## The data
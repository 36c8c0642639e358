use cfl::grammar::Alphabet;
use cfl::graph::Edge;
use utils::DiagnosticEmitter;

use super::dot::import_dot;

#[test]
fn import_colored_edges() {
    let source = r#"digraph "PAG" {
	label="PAG";
	Node0x1a [shape=record,label="{ValVar ID: 1}"];
	Node0x1a -> Node0x2b[color=green];
	Node0x2b -> Node0x3C[color=black];
	Node0x3C -> Node0x1a [color=green];
	Node0x1a -> Node0x3C[color=green,style=dashed];
	Node0x2b ->Node0x1a[color=green];
}
"#;
    let mut diag = DiagnosticEmitter::log_to_buffer();
    let list = import_dot(source, Alphabet::new(), &mut diag).unwrap();

    let green = list.alphabet.lookup("green").unwrap();
    let black = list.alphabet.lookup("black").unwrap();
    assert_eq!(
        list.node_names,
        Some(vec!["Node0x1a".to_owned(), "Node0x2b".to_owned(), "Node0x3C".to_owned()])
    );
    assert_eq!(list.node_count, 3);
    assert_eq!(
        list.edges,
        vec![
            Edge::new(0, 1, green),
            Edge::new(1, 2, black),
            Edge::new(1, 0, green),
        ]
    );
    assert_eq!(diag.err_buffer().unwrap(), "");
}

#[test]
fn import_without_edges() {
    let mut diag = DiagnosticEmitter::log_to_buffer();
    let list = import_dot("digraph G {\n  a -> b;\n}\n", Alphabet::new(), &mut diag).unwrap();
    assert!(list.edges.is_empty());
    assert_eq!(list.node_count, 0);
    assert_eq!(
        diag.err_buffer().unwrap(),
        "Warning: No colored edges found in the DOT input.\n"
    );
}

#[test]
fn import_with_full_alphabet() {
    let mut alphabet = Alphabet::new();
    for i in 0..Alphabet::CAPACITY {
        alphabet.intern(&format!("c{i}")).unwrap();
    }
    let source = "Node0x1 -> Node0x2[color=c3];\nNode0x2 -> Node0x1[color=red];\n";
    let mut diag = DiagnosticEmitter::log_to_buffer();
    assert!(import_dot(source, alphabet, &mut diag).is_none());
    assert_eq!(
        diag.err_buffer().unwrap(),
        "[line 2] Error: Too many distinct labels, the alphabet cannot hold more than 65536 symbols.\n"
    );
}
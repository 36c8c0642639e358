//! This crate contains the building blocks to compute
//! [CFL-reachability](https://research.cs.wisc.edu/wpis/papers/tr1386.pdf)
//! closures. An edge `u -L-> v` in the closed graph means that there is a
//! path from `u` to `v` whose label sequence reduces to the nonterminal `L`.
//! Points-to, alias and value-flow analyses can all be phrased this way by
//! choosing the right grammar.
//!
//! The building blocks are:
//! * a [grammar](grammar::Grammar) describing how two adjacent edges compose,
//! * an [edge-indexed graph](graph::LabeledGraph) with successor and
//!   predecessor views grouped by label,
//! * a [worklist](worklist::Worklist) with configurable pop order,
//! * and the [closure engine](solvers::ClosureEngine) driving everything
//!   to a fixpoint.
//!
//! Building the initial graph from a program is the job of a frontend, look
//! at the cflr-lib crate for an example that reads edge lists from text.
//!
//! Some resources to learn more about CFL-reachability:
//! * [Program Analysis via Graph Reachability, Thomas Reps](https://research.cs.wisc.edu/wpis/papers/tr1386.pdf)
//! * [Interconvertibility of Set Constraints and Context-Free Language Reachability, Melski and Reps](https://research.cs.wisc.edu/wpis/papers/pepm97.pdf)
//! * [Refinement-Based Context-Sensitive Points-To Analysis for Java, Sridharan and Bodik](https://manu.sridharan.net/files/pldi06.pdf)
//! * [Static Program Analysis, Anders Møller and Michael I. Schwartzbach](https://cs.au.dk/~amoeller/spa/)
//!
//! Other libraries and frameworks:
//! * [SVF](https://github.com/SVF-tools/SVF)
//! * [Graspan](https://github.com/Graspan/Graspan-C)
//! * [Souffle](https://souffle-lang.github.io/)

/// Errors reported by the graph, the worklist and the production tables.
pub mod error;

/// Labels, interned symbol alphabets and grammars. A grammar decides which
/// label two adjacent edges compose to.
pub mod grammar;

/// The labeled graph with fast membership tests and adjacency indices.
pub mod graph;

/// The fixpoint engine closing a graph under a grammar.
pub mod solvers;

/// Queues of edges waiting for propagation.
pub mod worklist;

pub use error::CflError;


#[cfg(test)]
mod graph_tests;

## Task objective
Check the entries above line by line and return each one containing the word "lookup".

## Written response
    let green = list.alphabet.lookup("green").unwrap();
    let black = list.alphabet.lookup("black").unwrap();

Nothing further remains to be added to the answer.